BURGENLAND - Geography and history
This predominantly German-speaking, west Hungarian region became part of Austria in 1921 and has since been a Bundesland in its own right. It has an area of 3 966 km2 which includes two chartered cities, the capital Eisenstadt and Rust (on the Neusiedler See) and seven political districts. In total, there are 171 municipalities. It has international borders with Slovak Republic, Hungary and Slovenia and is also bounded by the Bundesländer Niederösterreich and Steiermark.
Burgenland for the most part borders the Hungarian Plain and is divided into three zones by Alpine foothills. In the north it is mainly flat whilst central and southern areas are largely hilly. Thanks to the warm, dry Pannonian climate, Burgenland has 3,9% of its area under vines, with agriculture and horticulture taking up 53.4% and forest 30.2% of the land.

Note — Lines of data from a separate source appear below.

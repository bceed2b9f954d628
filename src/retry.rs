//! Retry policy implementation
//!
//! Bounded-patience wrapper around flaky upstream calls.
//!
//! Semantics:
//! - `max_attempts` counts total attempts (initial try + retries).
//! - The delay between attempts is constant; it never grows.
//! - `ResilienceError::Inner(E)` and `ResilienceError::Timeout` are retried;
//!   `RateLimited` and nested `RetryExhausted` return immediately.
//! - `should_retry` can mark an `Inner` error as permanent.
//! - Every failed attempt is logged and emitted as `RetryEvent::Attempt`
//!   before the policy sleeps.
//!
//! Invariants:
//! - Attempts never exceed `max_attempts`.
//! - Success after N attempts is returned exactly like first-try success.
//! - On exhaustion the last underlying error is available through
//!   [`ResilienceError::last_failure`].
//!
//! Example
//! ```rust
//! use std::time::Duration;
//! use rampart::{InstantSleeper, ResilienceError, RetryPolicy};
//!
//! #[derive(Debug)]
//! struct MyErr;
//! impl std::fmt::Display for MyErr { fn fmt(&self, f: &mut std::fmt::Formatter<'_>) -> std::fmt::Result { write!(f, "oops") } }
//! impl std::error::Error for MyErr {}
//!
//! # tokio::runtime::Runtime::new().unwrap().block_on(async {
//! let policy = RetryPolicy::<MyErr>::builder()
//!     .max_attempts(3)
//!     .delay(Duration::from_millis(1000))
//!     .with_sleeper(InstantSleeper)
//!     .build()
//!     .unwrap();
//! let result: Result<(), ResilienceError<MyErr>> =
//!     policy.execute(|| async { Err(ResilienceError::Inner(MyErr)) }).await;
//! assert!(result.unwrap_err().is_retry_exhausted());
//! # });
//! ```

use crate::error::MAX_RETRY_FAILURES;
use crate::telemetry::{PolicyEvent, RetryEvent, Telemetry};
use crate::{ResilienceError, Sleeper, TokioSleeper};
use std::collections::VecDeque;
use std::future::Future;
use std::sync::Arc;
use std::time::{Duration, Instant};

/// Default total attempts.
pub const DEFAULT_MAX_ATTEMPTS: usize = 3;
/// Default pause between attempts.
pub const DEFAULT_DELAY: Duration = Duration::from_millis(1000);

/// Retry policy with a fixed delay between attempts.
#[derive(Clone)]
pub struct RetryPolicy<E> {
    name: Arc<str>,
    max_attempts: usize,
    delay: Duration,
    should_retry: Arc<dyn Fn(&E) -> bool + Send + Sync>,
    sleeper: Arc<dyn Sleeper>,
    telemetry: Telemetry,
}

impl<E> std::fmt::Debug for RetryPolicy<E> {
    fn fmt(&self, f: &mut std::fmt::Formatter<'_>) -> std::fmt::Result {
        f.debug_struct("RetryPolicy")
            .field("name", &self.name)
            .field("max_attempts", &self.max_attempts)
            .field("delay", &self.delay)
            .field("sleeper", &"<sleeper>")
            .field("should_retry", &"<predicate>")
            .finish()
    }
}

impl<E> RetryPolicy<E>
where
    E: std::error::Error + Send + Sync + 'static,
{
    /// Construct a new builder with defaults.
    pub fn builder() -> RetryPolicyBuilder<E> {
        RetryPolicyBuilder::new()
    }

    pub fn max_attempts(&self) -> usize {
        self.max_attempts
    }

    pub fn delay(&self) -> Duration {
        self.delay
    }

    /// Execute an async operation with retry semantics.
    pub async fn execute<T, Fut, Op>(&self, mut operation: Op) -> Result<T, ResilienceError<E>>
    where
        T: Send,
        Fut: Future<Output = Result<T, ResilienceError<E>>> + Send,
        Op: FnMut() -> Fut + Send,
    {
        let started = Instant::now();
        let mut failures: VecDeque<ResilienceError<E>> = VecDeque::new();

        for attempt in 1..=self.max_attempts {
            let err = match operation().await {
                Ok(value) => return Ok(value),
                Err(ResilienceError::Inner(e)) if !(self.should_retry)(&e) => {
                    return Err(ResilienceError::Inner(e));
                }
                Err(err @ (ResilienceError::Inner(_) | ResilienceError::Timeout { .. })) => err,
                Err(err) => return Err(err),
            };

            tracing::info!(
                name = %self.name,
                attempt,
                attempts_left = self.max_attempts - attempt,
                error = %err,
                "retrying after failure"
            );
            let rendered = err.to_string();
            failures.push_back(err);
            while failures.len() > MAX_RETRY_FAILURES {
                failures.pop_front();
            }

            if attempt >= self.max_attempts {
                break;
            }

            self.telemetry
                .emit(PolicyEvent::Retry(RetryEvent::Attempt {
                    attempt,
                    delay: self.delay,
                    error: rendered,
                }))
                .await;
            self.sleeper.sleep(self.delay).await;
        }

        self.telemetry
            .emit(PolicyEvent::Retry(RetryEvent::Exhausted {
                total_attempts: self.max_attempts,
                total_duration: started.elapsed(),
            }))
            .await;
        Err(ResilienceError::retry_exhausted(self.max_attempts, failures.into_iter().collect()))
    }
}

/// Builder for `RetryPolicy`.
pub struct RetryPolicyBuilder<E> {
    name: Arc<str>,
    max_attempts: usize,
    delay: Duration,
    should_retry: Arc<dyn Fn(&E) -> bool + Send + Sync>,
    sleeper: Arc<dyn Sleeper>,
    telemetry: Telemetry,
}

/// Errors produced while building a retry policy.
#[derive(Debug, Clone, PartialEq, Eq, thiserror::Error)]
pub enum BuildError {
    /// `max_attempts` must be > 0.
    #[error("max_attempts must be > 0 (got {0})")]
    InvalidMaxAttempts(usize),
}

impl<E> RetryPolicyBuilder<E>
where
    E: std::error::Error + Send + Sync + 'static,
{
    pub fn new() -> Self {
        Self {
            name: Arc::from("func"),
            max_attempts: DEFAULT_MAX_ATTEMPTS,
            delay: DEFAULT_DELAY,
            should_retry: Arc::new(|_| true),
            sleeper: Arc::new(TokioSleeper),
            telemetry: Telemetry::log(),
        }
    }

    /// Label used in log lines.
    pub fn name(mut self, name: impl Into<Arc<str>>) -> Self {
        self.name = name.into();
        self
    }

    /// Set total attempts (initial + retries). Must be > 0.
    pub fn max_attempts(mut self, attempts: usize) -> Self {
        self.max_attempts = attempts;
        self
    }

    /// Constant pause between attempts.
    pub fn delay(mut self, delay: Duration) -> Self {
        self.delay = delay;
        self
    }

    /// Predicate to decide if an `Inner` error is retryable.
    pub fn should_retry<F>(mut self, predicate: F) -> Self
    where
        F: Fn(&E) -> bool + Send + Sync + 'static,
    {
        self.should_retry = Arc::new(predicate);
        self
    }

    /// Provide a custom sleeper implementation.
    pub fn with_sleeper<S>(mut self, sleeper: S) -> Self
    where
        S: Sleeper + 'static,
    {
        self.sleeper = Arc::new(sleeper);
        self
    }

    pub fn with_telemetry(mut self, telemetry: Telemetry) -> Self {
        self.telemetry = telemetry;
        self
    }

    /// Build the retry policy, validating inputs.
    pub fn build(self) -> Result<RetryPolicy<E>, BuildError> {
        if self.max_attempts == 0 {
            return Err(BuildError::InvalidMaxAttempts(0));
        }
        Ok(RetryPolicy {
            name: self.name,
            max_attempts: self.max_attempts,
            delay: self.delay,
            should_retry: self.should_retry,
            sleeper: self.sleeper,
            telemetry: self.telemetry,
        })
    }
}

impl<E> Default for RetryPolicyBuilder<E>
where
    E: std::error::Error + Send + Sync + 'static,
{
    fn default() -> Self {
        Self::new()
    }
}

Until recently Burgenland was mainly agricultural, but it is now rapidly opening up to tourism around the Neusiedler See. The most important international traffic routes lead to Hungary, with one main road running from north to south. Croatian- and Hungarian-speaking minorities have settled in Burgenland.
Carefully-cultivated landscape
The Burgenland countryside is largely cultivated, with well-maintained small farms and narrow strip fields, but with a great deal of new development in towns and villages. There is little industry. Burgenland has not, like other areas of Austria, been spoilt by indiscriminate development: although villages and market towns with a few hundred to a few thousand inhabitants have expanded since the 19th century, they have done so close to the old centres of the settlements rather than scattered around piecemeal in a landscape rendered extremely fragmented by the subdivision of holdings. The area around the Neusiedler See, a shallow, steppe lake, and the Seewinkel area adjoining it to the east, which has salt ponds and a puszta landscape, are unique in Austria. Both are favourite areas for tourists.

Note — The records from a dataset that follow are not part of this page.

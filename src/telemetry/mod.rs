//! Telemetry for the orchestration layer.
//!
//! Policies report what they did as [`PolicyEvent`]s. Events flow through
//! sinks implementing `tower::Service<PolicyEvent>`; [`Telemetry`] is the
//! type-erased handle the policies hold.
//!
//! # Event Types
//!
//! - **Retry**: `Attempt`, `Exhausted`
//! - **Timeout**: `Occurred`
//! - **Cache**: `Hit`, `Joined`, `Stored`, `Failed`
//! - **Quota**: `Reserved`, `Exhausted`
//! - **Admission**: `Delayed`, `Rejected`

pub mod events;
pub mod sinks;

pub use events::{
    AdmissionEvent, CacheEvent, PolicyEvent, QuotaEvent, RetryEvent, TimeoutEvent,
};
pub use sinks::{emit_best_effort, LogSink, MemorySink, NullSink, TelemetrySink};

use std::convert::Infallible;
use std::sync::{Arc, Mutex};
use tower::util::BoxCloneService;

/// Shareable handle to a telemetry sink.
///
/// Cloning is cheap; every clone feeds the same sink.
#[derive(Clone)]
pub struct Telemetry {
    sink: Arc<Mutex<BoxCloneService<PolicyEvent, (), Infallible>>>,
}

impl Telemetry {
    pub fn new<S>(sink: S) -> Self
    where
        S: TelemetrySink<SinkError = Infallible>,
        S::Future: Send + 'static,
    {
        Self { sink: Arc::new(Mutex::new(BoxCloneService::new(sink))) }
    }

    /// Discard everything.
    pub fn null() -> Self {
        Self::new(NullSink)
    }

    /// Log through `tracing`.
    pub fn log() -> Self {
        Self::new(LogSink)
    }

    pub async fn emit(&self, event: PolicyEvent) {
        let sink = self.sink.lock().unwrap_or_else(|p| p.into_inner()).clone();
        emit_best_effort(sink, event).await;
    }
}

impl Default for Telemetry {
    fn default() -> Self {
        Self::log()
    }
}

impl std::fmt::Debug for Telemetry {
    fn fmt(&self, f: &mut std::fmt::Formatter<'_>) -> std::fmt::Result {
        f.debug_struct("Telemetry").field("sink", &"<sink>").finish()
    }
}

A disadvantage of this well-maintained landscape with its pattern of village settlements is the north-south orientation of the Land, which is 200 km long but very narrow. Apart from one road running north to south, all the main road and rail connections cross Burgenland from east to west, and the volume of traffic on the road (now a motorway) to Hungary in the northern part of the Land has shot up since 1989.

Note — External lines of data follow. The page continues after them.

#![allow(dead_code)]

use std::sync::atomic::{AtomicUsize, Ordering};
use std::sync::Arc;
use std::time::Duration;

use async_trait::async_trait;
use rampart::backend::{
    ChatMessage, Completion, CompletionBackend, InMemoryResultStore, ResultStore, SearchBackend,
    SearchHit, SearchParams, VoteSubject, Votes,
};
use rampart::cache::SingleFlightCache;
use rampart::gateway::RouteGates;
use rampart::quota::COMPLETION_COUNTER;
use rampart::{
    AdmissionGate, Gateway, GatewayError, InstantSleeper, QueryService, QuotaLimiter, QuotaPeriod,
    RequestOrchestrator, RetryPolicy, RouteLimits, Telemetry, TimeoutPolicy,
};

/// Search backend returning canned hits.
#[derive(Debug, Default)]
pub struct FakeSearch {
    pub hits: Vec<SearchHit>,
    pub fail: bool,
    pub calls: AtomicUsize,
}

impl FakeSearch {
    pub fn with_hits(n: usize) -> Self {
        let hits = (1..=n)
            .map(|i| SearchHit {
                title: format!("Journalist {i}"),
                body: format!("Writes about things #{i}"),
                href: format!("https://news.example/{i}"),
            })
            .collect();
        Self { hits, ..Self::default() }
    }

    pub fn failing() -> Self {
        Self { fail: true, ..Self::default() }
    }

    pub fn calls(&self) -> usize {
        self.calls.load(Ordering::SeqCst)
    }
}

#[async_trait]
impl SearchBackend for FakeSearch {
    async fn search(&self, _params: &SearchParams) -> Result<Vec<SearchHit>, GatewayError> {
        self.calls.fetch_add(1, Ordering::SeqCst);
        if self.fail {
            return Err(GatewayError::UpstreamUnavailable("search is down".into()));
        }
        Ok(self.hits.clone())
    }
}

/// Completion backend answering every prompt with the same text.
#[derive(Debug, Default)]
pub struct FakeCompletions {
    pub disabled: bool,
    pub tokens: u64,
    pub calls: AtomicUsize,
}

impl FakeCompletions {
    pub fn answering(tokens: u64) -> Self {
        Self { tokens, ..Self::default() }
    }

    pub fn disabled() -> Self {
        Self { disabled: true, ..Self::default() }
    }

    pub fn calls(&self) -> usize {
        self.calls.load(Ordering::SeqCst)
    }
}

#[async_trait]
impl CompletionBackend for FakeCompletions {
    async fn complete(&self, messages: &[ChatMessage]) -> Result<Completion, GatewayError> {
        if self.disabled {
            return Err(GatewayError::NoCredential("OPENAI_API_KEY"));
        }
        self.calls.fetch_add(1, Ordering::SeqCst);
        Ok(Completion {
            text: format!("Summary of {} message(s)", messages.len()),
            tokens_consumed: self.tokens,
        })
    }
}

/// In-memory store that counts result-list writes.
#[derive(Debug, Default)]
pub struct CountingStore {
    inner: InMemoryResultStore,
    pub saves: AtomicUsize,
}

impl CountingStore {
    pub fn saves(&self) -> usize {
        self.saves.load(Ordering::SeqCst)
    }
}

#[async_trait]
impl ResultStore for CountingStore {
    async fn save_results(
        &self,
        industry: &str,
        country: &str,
        items: &[SearchHit],
    ) -> Result<String, GatewayError> {
        self.saves.fetch_add(1, Ordering::SeqCst);
        self.inner.save_results(industry, country, items).await
    }

    async fn save_chat(
        &self,
        industry: &str,
        country: &str,
        result_id: &str,
        prompt: &str,
        answer: &str,
    ) -> Result<String, GatewayError> {
        self.inner.save_chat(industry, country, result_id, prompt, answer).await
    }

    async fn record_vote(
        &self,
        session: &str,
        subject: &VoteSubject,
        upvote: i64,
    ) -> Result<bool, GatewayError> {
        self.inner.record_vote(session, subject, upvote).await
    }

    async fn get_votes(&self, subject: &VoteSubject) -> Result<Votes, GatewayError> {
        self.inner.get_votes(subject).await
    }
}

pub fn retry() -> RetryPolicy<GatewayError> {
    RetryPolicy::builder()
        .name("test")
        .max_attempts(3)
        .should_retry(GatewayError::is_retryable)
        .with_sleeper(InstantSleeper)
        .with_telemetry(Telemetry::null())
        .build()
        .unwrap()
}

pub fn orchestrator(budget: i64) -> RequestOrchestrator {
    RequestOrchestrator::new(
        Arc::new(SingleFlightCache::new().with_telemetry(Telemetry::null())),
        Arc::new(
            QuotaLimiter::new()
                .with_counter(COMPLETION_COUNTER, budget, QuotaPeriod::Month)
                .with_telemetry(Telemetry::null()),
        ),
        retry(),
        TimeoutPolicy::new(Duration::from_secs(30)).with_telemetry(Telemetry::null()),
    )
}

fn gate(limits: RouteLimits) -> AdmissionGate {
    AdmissionGate::new(&limits)
        .with_sleeper(Arc::new(InstantSleeper))
        .with_telemetry(Telemetry::null())
}

/// Gateway over fakes with the production route limits and instant delays.
pub fn gateway(
    search: Arc<FakeSearch>,
    completions: Arc<FakeCompletions>,
    budget: i64,
) -> Arc<Gateway> {
    gateway_with_store(search, completions, Arc::new(InMemoryResultStore::new()), budget)
}

pub fn gateway_with_store(
    search: Arc<FakeSearch>,
    completions: Arc<FakeCompletions>,
    store: Arc<dyn ResultStore>,
    budget: i64,
) -> Arc<Gateway> {
    let service = QueryService::new(orchestrator(budget), search, completions, store);
    let gates = RouteGates {
        query: gate(RouteLimits::query()),
        like_read: gate(RouteLimits::like_read()),
        like_write: gate(RouteLimits::like_write()),
    };
    Gateway::from_parts(service, gates)
}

Vineyards and arable land predominate
Burgenland has a population density of 70 inhabitants per km2. Some 10% of those employed in Burgenland still work in agriculture, hunting, forestry or fishing. Per capita GDP is only 73% of the EU average.
The north is the most favored of the three areas. It has the capital, Eisenstadt (11 334 inhabitants at the population census of 15 May 2001) and, around the Neusiedler See, Austria's most extensive wine-growing area and the region's most important tourist area. Many field crops are grown, and with Vienna so close, most commuters can return home every evening.
In central Burgenland there are large areas of vineyards alongside arable land and in the south arable farming predominates, frequently as a subsidiary activity. In both areas, GDP per capita was in 2000 only just over 60% of the EU average.